これに対抗すべく、当時、地元の 永嘉場郷(今の 温州市の海岸エリア。上地図)一帯のリーダーを 務めた王沛や王徳とその甥らが義勇兵を率いて奮戦するも戦死に追い込まれると、 王沛の甥・王叔果と叔杲の兄弟が義勇軍を引き継ぎ、抵抗を続ける。他方で、 防衛力の強化を図り、近隣住民から資金や労働力を集めて、城塞の建造に着手する。 これが、永昌堡城であった(1558年冬に着工し、一年で完成する)。

城域は 南北 778 m、東西 445 m の長方形型で、最初から全面が石材で建造された城壁は厚さ 3.9 m、高さは 8 m(当初は 4 m 強の高さで、徐々に増築されていった)を誇り、その全長は 2,688 m あったという。
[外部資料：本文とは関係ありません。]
use serde::{Deserialize, Serialize};
use statrs::statistics::Statistics;

use crate::algorithm::search::mz_range;
use crate::data::spectrum::Spectrum;
use crate::error::{KalmanQuantError, Result};

/// Noise parameters shared by every tracker of a run.
///
/// # Description
///
/// The seed comes from a representative "ghost" trace: a known chromatographic
/// peak whose spread in m/z and intensity sets the measurement and process noise
/// for all trackers. New trackers use the values verbatim:
///
/// * m/z measurement noise and initial m/z variance: `mz_variance`
/// * intensity process noise (times identity) and initial intensity variance: `intensity_variance`
/// * intensity measurement noise: `max_intensity_scale`
#[derive(Clone, Copy, Debug, PartialEq, Serialize, Deserialize)]
pub struct NoiseSeed {
    pub mz_variance: f64,
    pub intensity_variance: f64,
    pub max_intensity_scale: f64,
}

impl NoiseSeed {
    pub fn new(mz_variance: f64, intensity_variance: f64, max_intensity_scale: f64) -> Self {
        NoiseSeed { mz_variance, intensity_variance, max_intensity_scale }
    }

    /// Estimates a seed from the centroids of a ghost trace.
    ///
    /// # Arguments
    ///
    /// * `mz` - m/z values of the ghost trace, one per scan.
    /// * `intensity` - intensities of the same centroids.
    ///
    /// # Returns
    ///
    /// Sample variance of `mz`, sample variance of `intensity` and the square root of the
    /// largest intensity.
    ///
    /// # Example
    ///
    /// ```rust
    /// # use kqcore::algorithm::ghost::NoiseSeed;
    /// let seed = NoiseSeed::from_ghost_trace(&[500.0, 500.002, 499.998], &[100.0, 400.0, 100.0]).unwrap();
    /// assert!((seed.max_intensity_scale - 20.0).abs() < 1e-12);
    /// assert!((seed.intensity_variance - 30000.0).abs() < 1e-6);
    /// ```
    pub fn from_ghost_trace(mz: &[f64], intensity: &[f64]) -> Result<Self> {
        if mz.len() != intensity.len() {
            return Err(KalmanQuantError::Configuration(format!(
                "ghost trace has {} m/z values but {} intensities",
                mz.len(),
                intensity.len()
            )));
        }
        if mz.len() < 2 {
            return Err(KalmanQuantError::Configuration(
                "ghost trace needs at least two centroids".to_string(),
            ));
        }

        let max_intensity = intensity.iter().copied().fold(f64::NEG_INFINITY, f64::max);
        let seed = NoiseSeed {
            mz_variance: mz.iter().variance(),
            intensity_variance: intensity.iter().variance(),
            max_intensity_scale: max_intensity.sqrt(),
        };
        seed.validate()?;
        Ok(seed)
    }

    /// Follows the most intense centroid of `spectra[scan]` through the run and
    /// estimates the seed from that trace, see [`follow_ghost`].
    pub fn from_ghost_scan(spectra: &[Spectrum], scan: usize, mz_tolerance: f64) -> Result<Self> {
        let trace = follow_ghost(spectra, scan, mz_tolerance)?;
        NoiseSeed::from_ghost_trace(&trace.mz, &trace.intensity)
    }

    /// All three values must be finite and strictly positive, otherwise the
    /// measurement noise cannot be inverted.
    pub fn validate(&self) -> Result<()> {
        let values = [
            ("mz_variance", self.mz_variance),
            ("intensity_variance", self.intensity_variance),
            ("max_intensity_scale", self.max_intensity_scale),
        ];
        for (name, value) in values {
            if !value.is_finite() || value <= 0.0 {
                return Err(KalmanQuantError::Configuration(format!(
                    "noise seed {} must be finite and positive, got {}",
                    name, value
                )));
            }
        }
        Ok(())
    }
}

/// One ion followed across consecutive scans.
#[derive(Clone, Debug, Default, PartialEq)]
pub struct GhostTrace {
    pub scans: Vec<usize>,
    pub mz: Vec<f64>,
    pub intensity: Vec<f64>,
}

impl GhostTrace {
    pub fn len(&self) -> usize {
        self.scans.len()
    }

    pub fn is_empty(&self) -> bool {
        self.scans.is_empty()
    }
}

/// Most intense centroid within `mz_tolerance` of `reference`.
fn closest_ion(spectrum: &Spectrum, reference: f64, mz_tolerance: f64) -> Option<(f64, f64)> {
    let range = mz_range(&spectrum.mz, reference - mz_tolerance, reference + mz_tolerance)?;
    range
        .filter_map(|i| spectrum.centroid(i))
        .max_by(|a, b| a.1.total_cmp(&b.1))
}

/// Collects the ghost trace around `spectra[scan]`.
///
/// # Arguments
///
/// * `spectra` - The run, each spectrum sorted by m/z.
/// * `scan` - Scan whose most intense centroid starts the trace.
/// * `mz_tolerance` - Largest m/z step between neighbouring scans of the trace.
///
/// # Description
///
/// Walks backwards and then forwards from `scan`. In every neighbouring scan the most
/// intense centroid within `mz_tolerance` of the previous trace point is taken; the
/// walk in a direction ends at the first scan without one.
pub fn follow_ghost(spectra: &[Spectrum], scan: usize, mz_tolerance: f64) -> Result<GhostTrace> {
    if !mz_tolerance.is_finite() || mz_tolerance < 0.0 {
        return Err(KalmanQuantError::Configuration(format!(
            "ghost m/z tolerance must be finite and non-negative, got {}",
            mz_tolerance
        )));
    }
    let start = spectra.get(scan).ok_or_else(|| {
        KalmanQuantError::Configuration(format!("ghost scan {} is out of range ({} spectra)", scan, spectra.len()))
    })?;
    let apex = (0..start.len())
        .filter_map(|i| start.centroid(i))
        .max_by(|a, b| a.1.total_cmp(&b.1))
        .ok_or_else(|| KalmanQuantError::Configuration(format!("ghost scan {} has no centroids", scan)))?;

    let mut before = Vec::new();
    let mut reference = apex.0;
    for s in (0..scan).rev() {
        match closest_ion(&spectra[s], reference, mz_tolerance) {
            Some(ion) => {
                reference = ion.0;
                before.push((s, ion));
            }
            None => break,
        }
    }

    let mut after = Vec::new();
    reference = apex.0;
    for (s, spectrum) in spectra.iter().enumerate().skip(scan + 1) {
        match closest_ion(spectrum, reference, mz_tolerance) {
            Some(ion) => {
                reference = ion.0;
                after.push((s, ion));
            }
            None => break,
        }
    }

    let mut trace = GhostTrace::default();
    let points = before.into_iter().rev().chain(std::iter::once((scan, apex))).chain(after);
    for (s, (mz, intensity)) in points {
        trace.scans.push(s);
        trace.mz.push(mz);
        trace.intensity.push(intensity);
    }
    Ok(trace)
}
さらに、城壁上には 13の楼閣が設けられていた。
城門は東西南北に 4箇所、また同じく水門も南北に 2箇所ずつ、設けられていた。
その外周には掘割がめぐらされ、また城内にも 2本の水路が南北に掘削され (上河と下河と通称された)、その両岸沿いに住宅地が形成されていたのだった。 現在でもこの様子が確認できるという。

城塞の修築自体は 1661年を最後に停止され、そのまま城壁は荒れるがままに 放置されることとなるも、引き続き、城内には住民らが住み続け、 現在でも住民用の商店街が広がっている。
西面と東面の南側の城壁は不完全なままで、東面の楼閣はかなり以前に倒壊し、 また城壁上の凹凸壁も損壊してしまっているが、それら以外は ほぼ完全な姿で残っており、1982年に南門と北門脇の凹凸城壁が 修築されると、あわせて城壁上の楼閣も修復された。 現在、国家重点文物遺跡に指定されている。